▸ Exercise: Beginning with the first entry, set down each one exactly as shown.

▸ Data for processing:

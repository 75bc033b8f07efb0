//! 이벤트 봉투 및 페이로드.
//!
//! 모든 버스 메시지는 `Envelope`로 감싸여 흐릅니다. 봉투는 자기 기술적
//! JSON으로 직렬화되며 버전 필드를 포함하므로 브로커 전송 시에도
//! 동일한 형식을 사용합니다.

use crate::topic::Topic;
use chrono::{DateTime, Utc};
use kquant_core::{Candle, IndicatorSnapshot, MarketTick, Order, Position, TradingSignal};
use serde::{Deserialize, Serialize};
use uuid::Uuid;

/// 봉투 직렬화 형식 버전.
pub const ENVELOPE_VERSION: u8 = 1;

/// 리스크 경보 심각도.
#[derive(Debug, Clone, Copy, PartialEq, Eq, Serialize, Deserialize)]
#[serde(rename_all = "snake_case")]
pub enum RiskAlertSeverity {
    /// 경고 임계값 초과
    Warning,
    /// 위험 임계값 초과
    Critical,
}

/// 토픽별 페이로드.
#[derive(Debug, Clone, Serialize, Deserialize)]
#[serde(tag = "kind", rename_all = "snake_case")]
pub enum Payload {
    /// 정규화된 틱
    MarketTick(MarketTick),
    /// 마감된 캔들
    Candle(Candle),
    /// 지표 스냅샷 (전략이 캐시를 재조회할 필요가 없도록 전체 포함)
    Indicators(IndicatorSnapshot),
    /// 매매 신호
    Signal(TradingSignal),
    /// 주문 생명주기 (상태는 주문 엔티티에 포함)
    Order {
        /// 주문 스냅샷
        order: Box<Order>,
        /// 실패/취소 사유
        #[serde(skip_serializing_if = "Option::is_none")]
        reason: Option<String>,
    },
    /// 포지션 스냅샷
    Position(Position),
    /// 리스크 경보
    RiskAlert {
        /// 심각도
        severity: RiskAlertSeverity,
        /// 경보를 발생시킨 지표 이름
        metric: String,
        /// 관측 값
        value: String,
        /// 임계값
        threshold: String,
        /// 설명
        message: String,
    },
    /// 비상 정지 상태 변경
    EmergencyStop {
        /// 발동 여부
        armed: bool,
        /// 발동/해제 사유
        reason: String,
    },
    /// 하트비트
    Heartbeat,
    /// 컴포넌트 상태
    SystemStatus {
        /// 컴포넌트 이름
        component: String,
        /// 상태 (started / stopped / degraded / error)
        status: String,
        /// 부가 설명
        #[serde(skip_serializing_if = "Option::is_none")]
        detail: Option<String>,
    },
    /// 전략 생명주기
    StrategyLifecycle {
        /// 전략 이름
        name: String,
        /// 사유 (예: "timeout", "manual")
        reason: String,
    },
}

impl Payload {
    /// 이 페이로드가 주어진 토픽에서 운반될 수 있는지 확인합니다.
    pub fn compatible_with(&self, topic: Topic) -> bool {
        matches!(
            (self, topic),
            (Payload::MarketTick(_), Topic::MarketDataReceived)
                | (Payload::Candle(_), Topic::CandleClosed)
                | (Payload::Indicators(_), Topic::IndicatorsUpdated)
                | (Payload::Signal(_), Topic::TradingSignal)
                | (
                    Payload::Order { .. },
                    Topic::OrderPlaced
                        | Topic::OrderPartiallyExecuted
                        | Topic::OrderFullyExecuted
                        | Topic::OrderFailed
                        | Topic::OrderCancelled
                )
                | (Payload::Position(_), Topic::PositionUpdated)
                | (Payload::RiskAlert { .. }, Topic::RiskAlert)
                | (Payload::EmergencyStop { .. }, Topic::EmergencyStop)
                | (Payload::Heartbeat, Topic::Heartbeat)
                | (Payload::SystemStatus { .. }, Topic::SystemStatus)
                | (
                    Payload::StrategyLifecycle { .. },
                    Topic::StrategyActivated | Topic::StrategyDeactivated
                )
        )
    }
}

/// 이벤트 봉투.
#[derive(Debug, Clone, Serialize, Deserialize)]
pub struct Envelope {
    /// 직렬화 형식 버전
    pub version: u8,
    /// 봉투 고유 ID (핸들러 실패 로그 및 추적용)
    pub id: Uuid,
    /// 토픽
    pub topic: Topic,
    /// 발행 컴포넌트 식별자
    pub source_id: String,
    /// 발행 시각
    pub ts: DateTime<Utc>,
    /// 요청-응답 상관관계 ID
    #[serde(skip_serializing_if = "Option::is_none")]
    pub correlation_id: Option<Uuid>,
    /// 페이로드
    pub payload: Payload,
}

impl Envelope {
    /// 새 봉투를 생성합니다.
    pub fn new(topic: Topic, source_id: impl Into<String>, payload: Payload) -> Self {
        Self {
            version: ENVELOPE_VERSION,
            id: Uuid::new_v4(),
            topic,
            source_id: source_id.into(),
            ts: Utc::now(),
            correlation_id: None,
            payload,
        }
    }

    /// 상관관계 ID를 부여합니다.
    pub fn with_correlation(mut self, correlation_id: Uuid) -> Self {
        self.correlation_id = Some(correlation_id);
        self
    }

    /// JSON으로 직렬화합니다.
    pub fn to_json(&self) -> serde_json::Result<String> {
        serde_json::to_string(self)
    }

    /// JSON에서 역직렬화합니다.
    pub fn from_json(json: &str) -> serde_json::Result<Self> {
        serde_json::from_str(json)
    }
}

#[cfg(test)]
mod tests {
    use super::*;
    use kquant_core::{Symbol, TickSource};
    use rust_decimal_macros::dec;

    fn tick() -> MarketTick {
        MarketTick::quote(
            Symbol::canonicalize("005930").unwrap(),
            Utc::now(),
            dec!(75000),
            dec!(120),
            TickSource::BrokerWebsocket,
        )
    }

    #[test]
    fn test_envelope_json_roundtrip() {
        let envelope = Envelope::new(
            Topic::MarketDataReceived,
            "pipeline",
            Payload::MarketTick(tick()),
        )
        .with_correlation(Uuid::new_v4());

        let json = envelope.to_json().unwrap();
        let decoded = Envelope::from_json(&json).unwrap();

        assert_eq!(decoded.version, ENVELOPE_VERSION);
        assert_eq!(decoded.id, envelope.id);
        assert_eq!(decoded.topic, Topic::MarketDataReceived);
        assert_eq!(decoded.source_id, "pipeline");
        assert_eq!(decoded.correlation_id, envelope.correlation_id);
        match decoded.payload {
            Payload::MarketTick(t) => assert_eq!(t.close, dec!(75000)),
            _ => panic!("wrong payload kind"),
        }
    }

    #[test]
    fn test_payload_topic_compatibility() {
        let payload = Payload::MarketTick(tick());
        assert!(payload.compatible_with(Topic::MarketDataReceived));
        assert!(!payload.compatible_with(Topic::TradingSignal));

        let status = Payload::SystemStatus {
            component: "risk_engine".to_string(),
            status: "started".to_string(),
            detail: None,
        };
        assert!(status.compatible_with(Topic::SystemStatus));

        let lifecycle = Payload::StrategyLifecycle {
            name: "ma_1m5m".to_string(),
            reason: "timeout".to_string(),
        };
        assert!(lifecycle.compatible_with(Topic::StrategyActivated));
        assert!(lifecycle.compatible_with(Topic::StrategyDeactivated));
    }
}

▸ Solution for this task:
repository 75bc033b8f07efb0
//! 이벤트 봉투 및 페이로드.
//!
//! 모든 버스 메시지는 `Envelope`로 감싸여 흐릅니다. 봉투는 자기 기술적
//! JSON으로 직렬화되며 버전 필드를 포함하므로 브로커 전송 시에도
//! 동일한 형식을 사용합니다.

use crate::topic::Topic;
use chrono::{DateTime, Utc};
use kquant_core::{Candle, IndicatorSnapshot, MarketTick, Order, Position, TradingSignal};
use serde::{Deserialize, Serialize};
use uuid::Uuid;

/// 봉투 직렬화 형식 버전.
pub const ENVELOPE_VERSION: u8 = 1;

/// 리스크 경보 심각도.
#[derive(Debug, Clone, Copy, PartialEq, Eq, Serialize, Deserialize)]
#[serde(rename_all = "snake_case")]
pub enum RiskAlertSeverity {
    /// 경고 임계값 초과
    Warning,
    /// 위험 임계값 초과
    Critical,
}

/// 토픽별 페이로드.
#[derive(Debug, Clone, Serialize, Deserialize)]
#[serde(tag = "kind", rename_all = "snake_case")]
pub enum Payload {
    /// 정규화된 틱
    MarketTick(MarketTick),
    /// 마감된 캔들
    Candle(Candle),
    /// 지표 스냅샷 (전략이 캐시를 재조회할 필요가 없도록 전체 포함)
    Indicators(IndicatorSnapshot),
    /// 매매 신호
    Signal(TradingSignal),
    /// 주문 생명주기 (상태는 주문 엔티티에 포함)
    Order {
        /// 주문 스냅샷
        order: Box<Order>,
        /// 실패/취소 사유
        #[serde(skip_serializing_if = "Option::is_none")]
        reason: Option<String>,
    },
    /// 포지션 스냅샷
    Position(Position),
    /// 리스크 경보
    RiskAlert {
        /// 심각도
        severity: RiskAlertSeverity,
        /// 경보를 발생시킨 지표 이름
        metric: String,
        /// 관측 값
        value: String,
        /// 임계값
        threshold: String,
        /// 설명
        message: String,
    },
    /// 비상 정지 상태 변경
    EmergencyStop {
        /// 발동 여부
        armed: bool,
        /// 발동/해제 사유
        reason: String,
    },
    /// 하트비트
    Heartbeat,
    /// 컴포넌트 상태
    SystemStatus {
        /// 컴포넌트 이름
        component: String,
        /// 상태 (started / stopped / degraded / error)
        status: String,
        /// 부가 설명
        #[serde(skip_serializing_if = "Option::is_none")]
        detail: Option<String>,
    },
    /// 전략 생명주기
    StrategyLifecycle {
        /// 전략 이름
        name: String,
        /// 사유 (예: "timeout", "manual")
        reason: String,
    },
}

impl Payload {
    /// 이 페이로드가 주어진 토픽에서 운반될 수 있는지 확인합니다.
    pub fn compatible_with(&self, topic: Topic) -> bool {
        matches!(
            (self, topic),
            (Payload::MarketTick(_), Topic::MarketDataReceived)
                | (Payload::Candle(_), Topic::CandleClosed)
                | (Payload::Indicators(_), Topic::IndicatorsUpdated)
                | (Payload::Signal(_), Topic::TradingSignal)
                | (
                    Payload::Order { .. },
                    Topic::OrderPlaced
                        | Topic::OrderPartiallyExecuted
                        | Topic::OrderFullyExecuted
                        | Topic::OrderFailed
                        | Topic::OrderCancelled
                )
                | (Payload::Position(_), Topic::PositionUpdated)
                | (Payload::RiskAlert { .. }, Topic::RiskAlert)
                | (Payload::EmergencyStop { .. }, Topic::EmergencyStop)
                | (Payload::Heartbeat, Topic::Heartbeat)
                | (Payload::SystemStatus { .. }, Topic::SystemStatus)
                | (
                    Payload::StrategyLifecycle { .. },
                    Topic::StrategyActivated | Topic::StrategyDeactivated
                )
        )
    }
}

/// 이벤트 봉투.
#[derive(Debug, Clone, Serialize, Deserialize)]
pub struct Envelope {
    /// 직렬화 형식 버전
    pub version: u8,
    /// 봉투 고유 ID (핸들러 실패 로그 및 추적용)
    pub id: Uuid,
    /// 토픽
    pub topic: Topic,
    /// 발행 컴포넌트 식별자
    pub source_id: String,
    /// 발행 시각
    pub ts: DateTime<Utc>,
    /// 요청-응답 상관관계 ID
    #[serde(skip_serializing_if = "Option::is_none")]
    pub correlation_id: Option<Uuid>,
    /// 페이로드
    pub payload: Payload,
}

impl Envelope {
    /// 새 봉투를 생성합니다.
    pub fn new(topic: Topic, source_id: impl Into<String>, payload: Payload) -> Self {
        Self {
            version: ENVELOPE_VERSION,
            id: Uuid::new_v4(),
            topic,
            source_id: source_id.into(),
            ts: Utc::now(),
            correlation_id: None,
            payload,
        }
    }

    /// 상관관계 ID를 부여합니다.
    pub fn with_correlation(mut self, correlation_id: Uuid) -> Self {
        self.correlation_id = Some(correlation_id);
        self
    }

    /// JSON으로 직렬화합니다.
    pub fn to_json(&self) -> serde_json::Result<String> {
        serde_json::to_string(self)
    }

    /// JSON에서 역직렬화합니다.
    pub fn from_json(json: &str) -> serde_json::Result<Self> {
        serde_json::from_str(json)
    }
}

#[cfg(test)]
mod tests {
    use super::*;
    use kquant_core::{Symbol, TickSource};
    use rust_decimal_macros::dec;

    fn tick() -> MarketTick {
        MarketTick::quote(
            Symbol::canonicalize("005930").unwrap(),
            Utc::now(),
            dec!(75000),
            dec!(120),
            TickSource::BrokerWebsocket,
        )
    }

    #[test]
    fn test_envelope_json_roundtrip() {
        let envelope = Envelope::new(
            Topic::MarketDataReceived,
            "pipeline",
            Payload::MarketTick(tick()),
        )
        .with_correlation(Uuid::new_v4());

        let json = envelope.to_json().unwrap();
        let decoded = Envelope::from_json(&json).unwrap();

        assert_eq!(decoded.version, ENVELOPE_VERSION);
        assert_eq!(decoded.id, envelope.id);
        assert_eq!(decoded.topic, Topic::MarketDataReceived);
        assert_eq!(decoded.source_id, "pipeline");
        assert_eq!(decoded.correlation_id, envelope.correlation_id);
        match decoded.payload {
            Payload::MarketTick(t) => assert_eq!(t.close, dec!(75000)),
            _ => panic!("wrong payload kind"),
        }
    }

    #[test]
    fn test_payload_topic_compatibility() {
        let payload = Payload::MarketTick(tick());
        assert!(payload.compatible_with(Topic::MarketDataReceived));
        assert!(!payload.compatible_with(Topic::TradingSignal));

        let status = Payload::SystemStatus {
            component: "risk_engine".to_string(),
            status: "started".to_string(),
            detail: None,
        };
        assert!(status.compatible_with(Topic::SystemStatus));

        let lifecycle = Payload::StrategyLifecycle {
            name: "ma_1m5m".to_string(),
            reason: "timeout".to_string(),
        };
        assert!(lifecycle.compatible_with(Topic::StrategyActivated));
        assert!(lifecycle.compatible_with(Topic::StrategyDeactivated));
    }
}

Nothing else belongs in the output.